Asd8dhd speculates that Starfield'll have a rough level cap of 326. While this astronomical number might seem far fetched, it's not unprecedented for Bethesda games to let you reach absurd levels of character power. Skyrim's level cap sits at 252, and Fallout 4 just doesn't have one, though the game allegedly crashes at level 65,535.
They've also put together a rough map of the challenges you need to do to unlock skill ranks. For example, they suggest you'll need to sneak attack over 160 enemies to get to the highest ranks of the Stealth skill—that's a lot of crouching, so your futuristic stealth archer's gonna have some killer glutes.
To back their theories up, asd8dhd has also compiled a massive thread over 82 images long, which features screenshots and specific developer statements from various interviews. Some tidbits are a bit of a reach, however—such as the implication you can build your own orbital star stations around colonised planets, which is something I think Todd Howard might've brought up.
Still, this is the second time in a month I've written about a massive google doc from a dedicated gamer.
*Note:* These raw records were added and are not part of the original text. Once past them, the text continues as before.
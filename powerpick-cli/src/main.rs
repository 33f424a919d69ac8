mod display;

use std::path::{Path, PathBuf};
use std::time::Duration;

use anyhow::{bail, Context, Result};
use chrono::NaiveDate;
use clap::{Args, Parser, Subcommand};
use indicatif::{ProgressBar, ProgressStyle};

use powerpick_db::db::{count_draws, db_path, fetch_last_draws, insert_draw, migrate, open_db};
use powerpick_db::models::{parse_date, validate_draw, Draw};
use powerpick_db::rusqlite::Connection;
use powerpick_engine::assistants::{catalog, AssistantId};
use powerpick_engine::backtest::{run_backtest, BacktestRequest};
use powerpick_engine::config::{load_config, save_config, EngineConfig, GuardConfig};
use powerpick_engine::consensus::build_consensus;
use powerpick_engine::engine::MAX_BULK_SUGGESTIONS;
use powerpick_engine::jobs::{JobRegistry, JobState};
use powerpick_engine::rescore::rescore;
use powerpick_engine::sampler::Constraints;
use powerpick_engine::{EngineError, RecommendRequest, RecommendationEngine};

#[derive(Parser)]
#[command(name = "powerpick", about = "Suggestions Powerball explicables et sans doublon historique")]
struct Cli {
    /// Fichier de configuration du moteur (JSON)
    #[arg(long, global = true, default_value = "powerpick.json")]
    config: PathBuf,

    /// Sortie JSON au lieu des tableaux
    #[arg(long, global = true)]
    json: bool,

    #[command(subcommand)]
    command: Command,
}

#[derive(Subcommand)]
enum Command {
    /// Afficher le chemin de la base de données
    DbPath,

    /// Ajouter un tirage
    Add {
        /// Date du tirage (AAAA-MM-JJ)
        #[arg(short, long)]
        date: String,

        /// Les 5 blanches (1-69)
        #[arg(short, long, num_args = 5, required = true)]
        whites: Vec<u8>,

        /// Powerball (1-26)
        #[arg(short, long)]
        powerball: u8,
    },

    /// Lister les derniers tirages
    List {
        #[arg(short, long, default_value = "10")]
        last: usize,
    },

    /// Catalogue des assistants
    Assistants,

    /// Suggestions par assistant
    Suggest(RunArgs),

    /// Grille unique issue du vote de tous les assistants
    Consensus(RunArgs),

    /// Évaluer une grille existante
    Rescore {
        #[arg(short, long)]
        date: Option<String>,

        #[arg(short, long, num_args = 5, required = true)]
        whites: Vec<u8>,

        #[arg(short, long)]
        powerball: u8,

        /// Fenêtres d'analyse, séparées par des virgules
        #[arg(long, value_delimiter = ',')]
        windows: Vec<usize>,

        /// Assistants, séparés par des virgules
        #[arg(short, long)]
        assistants: Option<String>,
    },

    /// Rejouer le moteur sur des dates passées
    Backtest {
        #[arg(long)]
        start: String,

        #[arg(long)]
        end: String,

        /// Nombre maximal de dates (les plus récentes)
        #[arg(long, default_value = "30")]
        limit: usize,

        #[arg(short, long, default_value = "5")]
        count: usize,

        #[arg(long, default_value = "1000")]
        base_seed: u64,

        #[arg(long, value_delimiter = ',')]
        windows: Vec<usize>,

        #[arg(short, long)]
        assistants: Option<String>,
    },

    /// Génération massive en tâche de fond
    Bulk(RunArgs),

    /// Afficher ou écrire la configuration
    Config {
        /// Écrire la configuration par défaut dans le fichier
        #[arg(long)]
        init: bool,
    },
}

#[derive(Args, Clone)]
struct RunArgs {
    /// Date cible (AAAA-MM-JJ), aujourd'hui par défaut
    #[arg(short, long)]
    date: Option<String>,

    /// Fenêtres d'analyse, séparées par des virgules
    #[arg(long, value_delimiter = ',')]
    windows: Vec<usize>,

    /// Suggestions par assistant
    #[arg(short, long, default_value = "5")]
    count: usize,

    #[arg(long)]
    seed: Option<u64>,

    /// Assistants, séparés par des virgules
    #[arg(short, long)]
    assistants: Option<String>,

    #[arg(long)]
    fixed_first: Option<u8>,

    #[arg(long, value_delimiter = ',')]
    fixed: Vec<u8>,

    #[arg(long, value_delimiter = ',')]
    exclude: Vec<u8>,

    #[arg(long)]
    fixed_pb: Option<u8>,

    #[arg(long, value_delimiter = ',')]
    exclude_pb: Vec<u8>,

    #[arg(long)]
    whites_min: Option<u8>,

    #[arg(long)]
    whites_max: Option<u8>,

    /// Nombre minimal de blanches ≥ 50
    #[arg(long)]
    min_high: Option<usize>,

    /// Nombre minimal de blanches ≤ 20
    #[arg(long)]
    min_low: Option<usize>,

    #[arg(long)]
    max_overlap_last: Option<usize>,

    #[arg(long)]
    pb_not_in_last: Option<usize>,

    /// Désactiver le contrôle de quasi-doublon (l'exact reste vérifié)
    #[arg(long)]
    no_guard: bool,

    #[arg(long)]
    guard_lookback: Option<usize>,
}

impl RunArgs {
    fn to_request(&self, config: &EngineConfig, bulk: bool) -> Result<RecommendRequest> {
        let date = self.date.as_deref().map(parse_date).transpose()?;
        let assistant_ids = parse_assistants(self.assistants.as_deref())?;
        let guard = if self.no_guard || self.guard_lookback.is_some() {
            Some(GuardConfig {
                enabled: !self.no_guard,
                lookback: self.guard_lookback.unwrap_or(config.guard.lookback),
                ..config.guard
            })
        } else {
            None
        };
        Ok(RecommendRequest {
            date,
            windows: self.windows.clone(),
            n_suggestions: self.count,
            bulk,
            seed: self.seed,
            assistant_ids,
            constraints: Constraints {
                fixed_first: self.fixed_first,
                fixed_numbers: self.fixed.clone(),
                exclude_numbers: self.exclude.clone(),
                fixed_powerball: self.fixed_pb,
                exclude_powerballs: self.exclude_pb.clone(),
                whites_min: self.whites_min,
                whites_max: self.whites_max,
                min_high: self.min_high,
                min_low: self.min_low,
                max_overlap_last_draw: self.max_overlap_last,
                pb_not_in_last_n: self.pb_not_in_last,
            },
            guard,
        })
    }
}

fn parse_assistants(raw: Option<&str>) -> Result<Option<Vec<AssistantId>>> {
    match raw {
        Some(list) => Ok(Some(AssistantId::parse_list(list)?)),
        None => Ok(None),
    }
}

fn to_whites(values: &[u8]) -> Result<[u8; 5]> {
    if values.len() != 5 {
        bail!("5 blanches attendues, {} reçues", values.len());
    }
    let mut whites = [0u8; 5];
    whites.copy_from_slice(values);
    Ok(whites)
}

fn target_date(raw: Option<&str>) -> Result<NaiveDate> {
    match raw {
        Some(d) => parse_date(d),
        None => Ok(chrono::Local::now().date_naive()),
    }
}

fn main() -> Result<()> {
    env_logger::init();
    let cli = Cli::parse();
    let json = cli.json;

    if let Err(err) = run(cli) {
        if let Some(engine_err) = err.downcast_ref::<EngineError>() {
            if json {
                println!("{}", serde_json::to_string_pretty(&engine_err.report())?);
            } else {
                display::display_error(engine_err);
            }
            std::process::exit(1);
        }
        return Err(err);
    }
    Ok(())
}

fn run(cli: Cli) -> Result<()> {
    let path = db_path();
    let config = load_config(&cli.config)?;

    if let Command::Config { init } = cli.command {
        return cmd_config(&cli.config, &config, init);
    }
    if let Command::DbPath = cli.command {
        println!("{}", path.display());
        return Ok(());
    }
    if let Command::Assistants = cli.command {
        return print_or(cli.json, &catalog(), display::display_catalog);
    }

    let conn = open_db(&path)?;
    migrate(&conn)?;
    log::info!("Base : {}", path.display());
    let engine = RecommendationEngine::with_default_cache(config);

    match cli.command {
        Command::Add { date, whites, powerball } => cmd_add(&conn, &date, &whites, powerball),
        Command::List { last } => cmd_list(&conn, last),
        Command::Suggest(args) => {
            let request = args.to_request(engine.config(), false)?;
            let report = engine.recommend(&conn, &request)?;
            print_or(cli.json, &report, display::display_report)
        }
        Command::Consensus(args) => {
            let request = args.to_request(engine.config(), false)?;
            let combo = build_consensus(&engine, &conn, &request)?;
            print_or(cli.json, &combo, display::display_consensus)
        }
        Command::Rescore {
            date,
            whites,
            powerball,
            windows,
            assistants,
        } => {
            let date = target_date(date.as_deref())?;
            let ids = parse_assistants(assistants.as_deref())?;
            let report = rescore(
                &engine,
                &conn,
                date,
                &windows,
                ids.as_deref(),
                to_whites(&whites)?,
                powerball,
            )?;
            print_or(cli.json, &report, display::display_rescore)
        }
        Command::Backtest {
            start,
            end,
            limit,
            count,
            base_seed,
            windows,
            assistants,
        } => {
            let mut request = BacktestRequest::new(parse_date(&start)?, parse_date(&end)?);
            request.limit_dates = limit;
            request.n_suggestions = count;
            request.base_seed = base_seed;
            request.windows = windows;
            request.assistant_ids = parse_assistants(assistants.as_deref())?;
            cmd_backtest(&engine, &conn, &request, cli.json)
        }
        Command::Bulk(args) => cmd_bulk(engine.config(), &path, &args, cli.json),
        Command::Config { .. } | Command::DbPath | Command::Assistants => Ok(()),
    }
}

fn print_or<T: serde::Serialize>(json: bool, value: &T, show: fn(&T)) -> Result<()> {
    if json {
        println!("{}", serde_json::to_string_pretty(value)?);
    } else {
        show(value);
    }
    Ok(())
}

fn cmd_config(path: &Path, config: &EngineConfig, init: bool) -> Result<()> {
    if init {
        save_config(&EngineConfig::default(), path)?;
        println!("Configuration par défaut écrite dans {}", path.display());
    } else {
        println!("{}", serde_json::to_string_pretty(config)?);
    }
    Ok(())
}

fn cmd_add(conn: &Connection, date: &str, whites: &[u8], powerball: u8) -> Result<()> {
    let date = parse_date(date)?;
    let whites = to_whites(whites)?;
    validate_draw(&whites, powerball)?;
    let draw = Draw::new(date, whites, powerball);
    if insert_draw(conn, &draw)? {
        println!("Tirage du {} inséré.", date);
    } else {
        println!("Un tirage existe déjà pour le {} (doublon ignoré).", date);
    }
    Ok(())
}

fn cmd_list(conn: &Connection, last: usize) -> Result<()> {
    if count_draws(conn)? == 0 {
        println!("Base vide. Ajoutez d'abord des tirages : powerpick add");
        return Ok(());
    }
    let draws = fetch_last_draws(conn, last, None, false)?;
    display::display_draws(&draws);
    Ok(())
}

fn cmd_backtest(
    engine: &RecommendationEngine,
    conn: &Connection,
    request: &BacktestRequest,
    json: bool,
) -> Result<()> {
    let pb = ProgressBar::new(0);
    pb.set_style(
        ProgressStyle::default_bar()
            .template("{spinner:.green} [{elapsed_precise}] [{bar:40.cyan/blue}] {pos}/{len} {msg}")
            .context("Gabarit de progression invalide")?
            .progress_chars("=> "),
    );
    pb.set_message("backtest");
    let progress = |done: usize, total: usize| {
        pb.set_length(total as u64);
        pb.set_position(done as u64);
    };
    let report = run_backtest(engine, conn, request, Some(&progress));
    pb.finish_and_clear();
    print_or(json, &report?, display::display_backtest)
}

fn cmd_bulk(config: &EngineConfig, db: &Path, args: &RunArgs, json: bool) -> Result<()> {
    if args.count > MAX_BULK_SUGGESTIONS {
        bail!("{} suggestions maximum en mode bulk", MAX_BULK_SUGGESTIONS);
    }
    let request = args.to_request(config, true)?;
    let ids = AssistantId::resolve(request.assistant_ids.as_deref());
    let registry = JobRegistry::new(8);

    let task_config = config.clone();
    let task_db = db.to_path_buf();
    let id = registry.spawn("bulk", move |progress| {
        let conn = open_db(&task_db).map_err(|e| e.to_string())?;
        let engine = RecommendationEngine::new(task_config);
        let mut results = serde_json::Map::new();
        for (i, assistant) in ids.iter().enumerate() {
            let mut one = request.clone();
            one.assistant_ids = Some(vec![*assistant]);
            let report = engine
                .recommend(&conn, &one)
                .map_err(|e| format!("{}: {}", e.code(), e))?;
            for (aid, run) in report.results {
                let value = serde_json::to_value(&run).map_err(|e| e.to_string())?;
                results.insert(aid.as_str().to_string(), value);
            }
            progress.set(i + 1, ids.len());
        }
        Ok(serde_json::Value::Object(results))
    })?;

    let pb = ProgressBar::new(100);
    pb.set_style(
        ProgressStyle::default_bar()
            .template("{spinner:.green} [{elapsed_precise}] [{bar:40.cyan/blue}] {pos}% {msg}")
            .context("Gabarit de progression invalide")?
            .progress_chars("=> "),
    );
    pb.set_message(format!("job {}", id));
    let status = loop {
        let Some(status) = registry.get(&id) else {
            bail!("Job {} introuvable", id);
        };
        pb.set_position((status.progress * 100.0) as u64);
        if status.state.is_finished() {
            break status;
        }
        std::thread::sleep(Duration::from_millis(100));
    };
    pb.finish_and_clear();

    match status.state {
        JobState::Done => print_or(json, &status, display::display_job),
        _ => bail!(
            "Job {} en erreur : {}",
            status.id,
            status.error.unwrap_or_default()
        ),
    }
}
Just over two weeks ago, one superfan cobbled together over 1,000 pages of pre-release footage in a compendium that's still staggering to think about.
It shows a ravenous appetite for info that's completely unsurprising, given this is Bethesda's first single-player RPG since 2015. Gamers are hungry for any info they can get their hands on, but we already know that only Todd Howard is authorised to speak on such highly-classified matters.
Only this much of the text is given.